Provided records Block Start

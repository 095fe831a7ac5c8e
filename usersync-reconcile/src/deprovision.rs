//! Deprovisioner: remove a stale local account and, unless the policy keeps
//! it, the account's home directory.

use std::path::Path;

use usersync_core::{LocalIdentityStore, Reporter, StoreError, Username};

pub struct Deprovisioner<'a> {
    store: &'a mut dyn LocalIdentityStore,
    reporter: &'a dyn Reporter,
    home_root: &'a Path,
    keep_home_dir: bool,
}

impl<'a> Deprovisioner<'a> {
    pub fn new(
        store: &'a mut dyn LocalIdentityStore,
        reporter: &'a dyn Reporter,
        home_root: &'a Path,
        keep_home_dir: bool,
    ) -> Self {
        Self {
            store,
            reporter,
            home_root,
            keep_home_dir,
        }
    }

    /// Delete the account, then (policy permitting) `<home_root>/<username>`.
    ///
    /// Both steps are reported before either runs. The home-folder notice is a
    /// statement of intent; a failed deletion still comes back as an error.
    pub fn remove(&mut self, username: &Username) -> Result<(), StoreError> {
        if !username.is_valid_account_name() {
            return Err(StoreError::Rejected {
                operation: format!("delete_account {username}"),
                reason: "not a valid account name".to_string(),
            });
        }
        let home = username.home_in(self.home_root);

        self.reporter
            .info(&format!("stale user found, deleting user: {username}"));
        if !self.keep_home_dir {
            self.reporter
                .info(&format!("{username}'s home folder has been deleted"));
        }

        self.store.delete_account(username)?;
        if !self.keep_home_dir {
            self.store.remove_tree(&home)?;
        }
        Ok(())
    }
}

Provided records Block End

**Your task**.
Your task is to set down only the lines that run from the opening of the listing to the line with "pub fn remove(&mut", both ends included, each unchanged.

**Written reply**.
repository 095fe831a7ac5c8e
filename usersync-reconcile/src/deprovision.rs
//! Deprovisioner: remove a stale local account and, unless the policy keeps
//! it, the account's home directory.

use std::path::Path;

use usersync_core::{LocalIdentityStore, Reporter, StoreError, Username};

pub struct Deprovisioner<'a> {
    store: &'a mut dyn LocalIdentityStore,
    reporter: &'a dyn Reporter,
    home_root: &'a Path,
    keep_home_dir: bool,
}

impl<'a> Deprovisioner<'a> {
    pub fn new(
        store: &'a mut dyn LocalIdentityStore,
        reporter: &'a dyn Reporter,
        home_root: &'a Path,
        keep_home_dir: bool,
    ) -> Self {
        Self {
            store,
            reporter,
            home_root,
            keep_home_dir,
        }
    }

    /// Delete the account, then (policy permitting) `<home_root>/<username>`.
    ///
    /// Both steps are reported before either runs. The home-folder notice is a
    /// statement of intent; a failed deletion still comes back as an error.
    pub fn remove(&mut self, username: &Username) -> Result<(), StoreError> {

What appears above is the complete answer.